[WHAT YOU WILL DO]: Beginning with the first line below, please restate each line exactly, down to and including the line containing "f.write_str(self.label)".

Top of DATA SUPPLIED

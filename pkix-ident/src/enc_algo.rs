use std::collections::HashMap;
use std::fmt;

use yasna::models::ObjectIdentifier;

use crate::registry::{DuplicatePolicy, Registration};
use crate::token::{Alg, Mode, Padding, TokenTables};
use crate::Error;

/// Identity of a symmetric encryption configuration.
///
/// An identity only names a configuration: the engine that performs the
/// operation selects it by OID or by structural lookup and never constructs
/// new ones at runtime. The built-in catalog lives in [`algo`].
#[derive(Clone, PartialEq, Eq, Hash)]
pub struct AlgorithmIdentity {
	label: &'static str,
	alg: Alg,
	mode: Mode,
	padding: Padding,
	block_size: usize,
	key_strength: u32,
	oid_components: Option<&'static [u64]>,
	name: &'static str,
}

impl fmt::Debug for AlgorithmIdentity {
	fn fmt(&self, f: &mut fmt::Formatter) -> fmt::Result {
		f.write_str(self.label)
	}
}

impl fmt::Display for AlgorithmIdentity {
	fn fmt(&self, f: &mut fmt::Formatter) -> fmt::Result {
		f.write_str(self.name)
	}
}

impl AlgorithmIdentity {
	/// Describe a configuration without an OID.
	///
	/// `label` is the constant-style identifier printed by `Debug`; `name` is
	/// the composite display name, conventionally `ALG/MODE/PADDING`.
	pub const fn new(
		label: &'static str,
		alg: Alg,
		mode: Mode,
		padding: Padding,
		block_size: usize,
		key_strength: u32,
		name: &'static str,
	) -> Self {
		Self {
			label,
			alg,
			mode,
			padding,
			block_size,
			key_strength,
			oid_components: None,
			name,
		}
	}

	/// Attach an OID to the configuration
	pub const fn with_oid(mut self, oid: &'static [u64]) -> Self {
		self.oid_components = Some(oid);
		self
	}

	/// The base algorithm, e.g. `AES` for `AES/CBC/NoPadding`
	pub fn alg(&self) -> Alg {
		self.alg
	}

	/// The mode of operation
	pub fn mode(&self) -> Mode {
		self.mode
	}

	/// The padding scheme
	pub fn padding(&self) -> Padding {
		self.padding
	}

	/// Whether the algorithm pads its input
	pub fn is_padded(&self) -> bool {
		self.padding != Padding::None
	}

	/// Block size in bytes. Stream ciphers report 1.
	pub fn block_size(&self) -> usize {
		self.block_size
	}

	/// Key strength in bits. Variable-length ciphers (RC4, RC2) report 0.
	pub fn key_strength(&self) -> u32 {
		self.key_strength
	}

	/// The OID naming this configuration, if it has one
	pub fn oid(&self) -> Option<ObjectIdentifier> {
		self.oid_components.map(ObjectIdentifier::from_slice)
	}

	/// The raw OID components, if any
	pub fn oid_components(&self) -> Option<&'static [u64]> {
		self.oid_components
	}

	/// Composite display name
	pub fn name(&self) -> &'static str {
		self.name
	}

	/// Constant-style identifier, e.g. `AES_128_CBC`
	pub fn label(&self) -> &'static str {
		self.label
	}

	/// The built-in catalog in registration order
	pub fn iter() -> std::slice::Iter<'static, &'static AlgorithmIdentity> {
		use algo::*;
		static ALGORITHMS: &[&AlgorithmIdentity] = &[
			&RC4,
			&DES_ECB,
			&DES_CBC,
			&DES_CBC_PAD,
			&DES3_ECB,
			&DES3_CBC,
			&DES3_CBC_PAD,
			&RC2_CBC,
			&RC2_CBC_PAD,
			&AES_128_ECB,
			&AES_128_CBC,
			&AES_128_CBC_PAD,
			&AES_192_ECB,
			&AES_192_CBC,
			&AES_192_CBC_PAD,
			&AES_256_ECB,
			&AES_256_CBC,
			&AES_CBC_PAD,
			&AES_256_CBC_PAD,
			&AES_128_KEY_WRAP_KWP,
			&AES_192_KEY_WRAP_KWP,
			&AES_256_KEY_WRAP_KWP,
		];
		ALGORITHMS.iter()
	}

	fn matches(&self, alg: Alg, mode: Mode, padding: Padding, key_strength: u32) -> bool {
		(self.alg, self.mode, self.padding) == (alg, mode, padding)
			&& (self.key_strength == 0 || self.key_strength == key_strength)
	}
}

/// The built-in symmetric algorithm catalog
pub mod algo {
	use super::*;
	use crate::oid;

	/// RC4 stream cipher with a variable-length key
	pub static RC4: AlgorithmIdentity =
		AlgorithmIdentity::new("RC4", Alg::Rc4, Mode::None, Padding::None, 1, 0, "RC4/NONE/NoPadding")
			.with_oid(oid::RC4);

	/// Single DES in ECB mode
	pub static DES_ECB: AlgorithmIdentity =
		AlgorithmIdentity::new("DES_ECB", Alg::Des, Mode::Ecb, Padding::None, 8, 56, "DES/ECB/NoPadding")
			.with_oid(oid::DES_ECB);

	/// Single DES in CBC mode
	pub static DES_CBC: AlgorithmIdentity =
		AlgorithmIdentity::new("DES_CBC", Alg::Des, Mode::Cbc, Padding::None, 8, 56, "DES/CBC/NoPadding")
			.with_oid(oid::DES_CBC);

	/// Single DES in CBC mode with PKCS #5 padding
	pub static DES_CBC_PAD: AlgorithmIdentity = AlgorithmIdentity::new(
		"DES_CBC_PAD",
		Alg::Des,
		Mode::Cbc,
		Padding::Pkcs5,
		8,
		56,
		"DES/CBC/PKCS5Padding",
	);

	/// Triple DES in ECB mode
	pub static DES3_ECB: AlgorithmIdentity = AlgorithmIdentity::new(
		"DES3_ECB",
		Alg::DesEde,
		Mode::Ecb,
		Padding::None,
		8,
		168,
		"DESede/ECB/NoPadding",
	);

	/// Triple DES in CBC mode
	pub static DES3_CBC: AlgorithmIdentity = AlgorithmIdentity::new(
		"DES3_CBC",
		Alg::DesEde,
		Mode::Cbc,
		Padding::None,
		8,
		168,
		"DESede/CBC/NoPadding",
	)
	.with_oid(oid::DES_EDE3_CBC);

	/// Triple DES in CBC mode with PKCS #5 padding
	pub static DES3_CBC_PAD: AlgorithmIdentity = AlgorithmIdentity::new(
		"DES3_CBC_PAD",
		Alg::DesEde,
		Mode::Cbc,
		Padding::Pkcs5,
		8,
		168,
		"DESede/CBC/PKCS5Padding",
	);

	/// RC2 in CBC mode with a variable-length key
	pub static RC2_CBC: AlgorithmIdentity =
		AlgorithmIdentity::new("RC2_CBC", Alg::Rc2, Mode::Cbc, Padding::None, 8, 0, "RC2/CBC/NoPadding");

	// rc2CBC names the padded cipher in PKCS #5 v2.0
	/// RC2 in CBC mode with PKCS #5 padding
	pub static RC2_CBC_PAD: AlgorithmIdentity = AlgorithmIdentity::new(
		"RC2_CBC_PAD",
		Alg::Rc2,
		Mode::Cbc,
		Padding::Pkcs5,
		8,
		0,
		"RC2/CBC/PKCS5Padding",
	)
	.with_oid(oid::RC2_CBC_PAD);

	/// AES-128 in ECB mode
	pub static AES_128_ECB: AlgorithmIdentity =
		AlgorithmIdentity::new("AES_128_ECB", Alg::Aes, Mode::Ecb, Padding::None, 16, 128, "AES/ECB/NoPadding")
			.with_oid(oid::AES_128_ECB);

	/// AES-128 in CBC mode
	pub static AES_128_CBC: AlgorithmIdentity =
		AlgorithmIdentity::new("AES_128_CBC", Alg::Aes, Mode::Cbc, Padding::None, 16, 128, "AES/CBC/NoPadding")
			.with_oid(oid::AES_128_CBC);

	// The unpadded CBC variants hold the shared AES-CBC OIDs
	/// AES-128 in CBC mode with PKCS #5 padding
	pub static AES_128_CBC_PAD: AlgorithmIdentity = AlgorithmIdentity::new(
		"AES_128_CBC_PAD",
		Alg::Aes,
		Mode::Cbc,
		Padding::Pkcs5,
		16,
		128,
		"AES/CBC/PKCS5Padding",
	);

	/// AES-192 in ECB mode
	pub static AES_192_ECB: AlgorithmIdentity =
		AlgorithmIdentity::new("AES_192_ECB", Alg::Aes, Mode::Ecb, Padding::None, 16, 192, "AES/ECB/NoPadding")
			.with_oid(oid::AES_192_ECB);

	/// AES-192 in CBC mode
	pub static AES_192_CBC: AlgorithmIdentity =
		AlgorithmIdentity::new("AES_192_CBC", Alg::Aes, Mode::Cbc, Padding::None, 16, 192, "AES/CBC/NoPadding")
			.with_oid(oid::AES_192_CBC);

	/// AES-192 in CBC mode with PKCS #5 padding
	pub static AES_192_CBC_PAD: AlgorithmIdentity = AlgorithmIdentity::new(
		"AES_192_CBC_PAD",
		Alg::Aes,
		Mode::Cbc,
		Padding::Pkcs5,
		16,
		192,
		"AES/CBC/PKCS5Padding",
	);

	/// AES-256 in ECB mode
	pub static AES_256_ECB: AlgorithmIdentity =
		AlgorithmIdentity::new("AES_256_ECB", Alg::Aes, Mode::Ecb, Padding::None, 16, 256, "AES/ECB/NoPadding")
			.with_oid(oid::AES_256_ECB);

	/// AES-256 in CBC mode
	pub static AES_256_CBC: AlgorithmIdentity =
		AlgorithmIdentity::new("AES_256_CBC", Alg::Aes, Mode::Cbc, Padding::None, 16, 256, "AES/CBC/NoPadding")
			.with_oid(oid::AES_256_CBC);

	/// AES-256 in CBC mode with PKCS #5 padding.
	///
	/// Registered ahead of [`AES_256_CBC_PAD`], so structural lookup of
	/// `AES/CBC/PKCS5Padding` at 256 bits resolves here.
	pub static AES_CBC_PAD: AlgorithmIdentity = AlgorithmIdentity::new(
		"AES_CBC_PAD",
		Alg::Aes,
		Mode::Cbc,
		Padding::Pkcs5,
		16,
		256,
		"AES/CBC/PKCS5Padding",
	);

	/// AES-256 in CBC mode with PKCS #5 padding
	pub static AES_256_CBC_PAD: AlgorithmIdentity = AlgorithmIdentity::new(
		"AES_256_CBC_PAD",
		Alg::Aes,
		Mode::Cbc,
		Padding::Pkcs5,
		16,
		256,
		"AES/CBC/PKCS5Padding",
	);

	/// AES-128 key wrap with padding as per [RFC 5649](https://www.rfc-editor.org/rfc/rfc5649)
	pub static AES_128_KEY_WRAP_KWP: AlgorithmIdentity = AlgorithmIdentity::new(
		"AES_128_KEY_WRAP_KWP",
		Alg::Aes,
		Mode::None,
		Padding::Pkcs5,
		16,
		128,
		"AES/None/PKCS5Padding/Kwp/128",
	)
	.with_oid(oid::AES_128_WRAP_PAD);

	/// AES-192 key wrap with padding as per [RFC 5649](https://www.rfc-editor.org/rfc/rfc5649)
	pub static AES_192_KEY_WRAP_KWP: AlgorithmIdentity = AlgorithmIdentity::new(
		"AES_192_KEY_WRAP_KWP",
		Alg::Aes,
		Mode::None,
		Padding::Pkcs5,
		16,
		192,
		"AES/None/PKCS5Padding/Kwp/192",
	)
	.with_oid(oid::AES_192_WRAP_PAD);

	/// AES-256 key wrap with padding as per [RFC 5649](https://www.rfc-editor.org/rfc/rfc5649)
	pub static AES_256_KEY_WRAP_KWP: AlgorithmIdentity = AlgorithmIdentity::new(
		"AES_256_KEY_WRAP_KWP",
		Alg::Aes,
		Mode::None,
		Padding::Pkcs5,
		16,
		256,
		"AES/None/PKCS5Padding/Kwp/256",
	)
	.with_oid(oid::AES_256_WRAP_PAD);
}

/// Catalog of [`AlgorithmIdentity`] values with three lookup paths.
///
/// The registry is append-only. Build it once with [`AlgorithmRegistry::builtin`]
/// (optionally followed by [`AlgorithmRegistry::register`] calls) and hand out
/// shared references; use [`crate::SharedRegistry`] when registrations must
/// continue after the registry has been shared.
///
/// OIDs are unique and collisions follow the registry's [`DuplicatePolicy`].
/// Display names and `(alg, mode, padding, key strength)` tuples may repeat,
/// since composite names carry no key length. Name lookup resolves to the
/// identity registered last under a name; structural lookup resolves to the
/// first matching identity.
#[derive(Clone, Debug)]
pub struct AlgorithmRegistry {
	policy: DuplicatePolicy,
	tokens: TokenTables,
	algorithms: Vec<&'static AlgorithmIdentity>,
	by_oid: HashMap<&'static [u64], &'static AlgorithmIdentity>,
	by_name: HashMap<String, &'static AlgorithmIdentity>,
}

Bottom of DATA SUPPLIED

[RESPONSE TO THE TASK]:
filename pkix-ident/src/enc_algo.rs
use std::collections::HashMap;
use std::fmt;

use yasna::models::ObjectIdentifier;

use crate::registry::{DuplicatePolicy, Registration};
use crate::token::{Alg, Mode, Padding, TokenTables};
use crate::Error;

/// Identity of a symmetric encryption configuration.
///
/// An identity only names a configuration: the engine that performs the
/// operation selects it by OID or by structural lookup and never constructs
/// new ones at runtime. The built-in catalog lives in [`algo`].
#[derive(Clone, PartialEq, Eq, Hash)]
pub struct AlgorithmIdentity {
	label: &'static str,
	alg: Alg,
	mode: Mode,
	padding: Padding,
	block_size: usize,
	key_strength: u32,
	oid_components: Option<&'static [u64]>,
	name: &'static str,
}

impl fmt::Debug for AlgorithmIdentity {
	fn fmt(&self, f: &mut fmt::Formatter) -> fmt::Result {
		f.write_str(self.label)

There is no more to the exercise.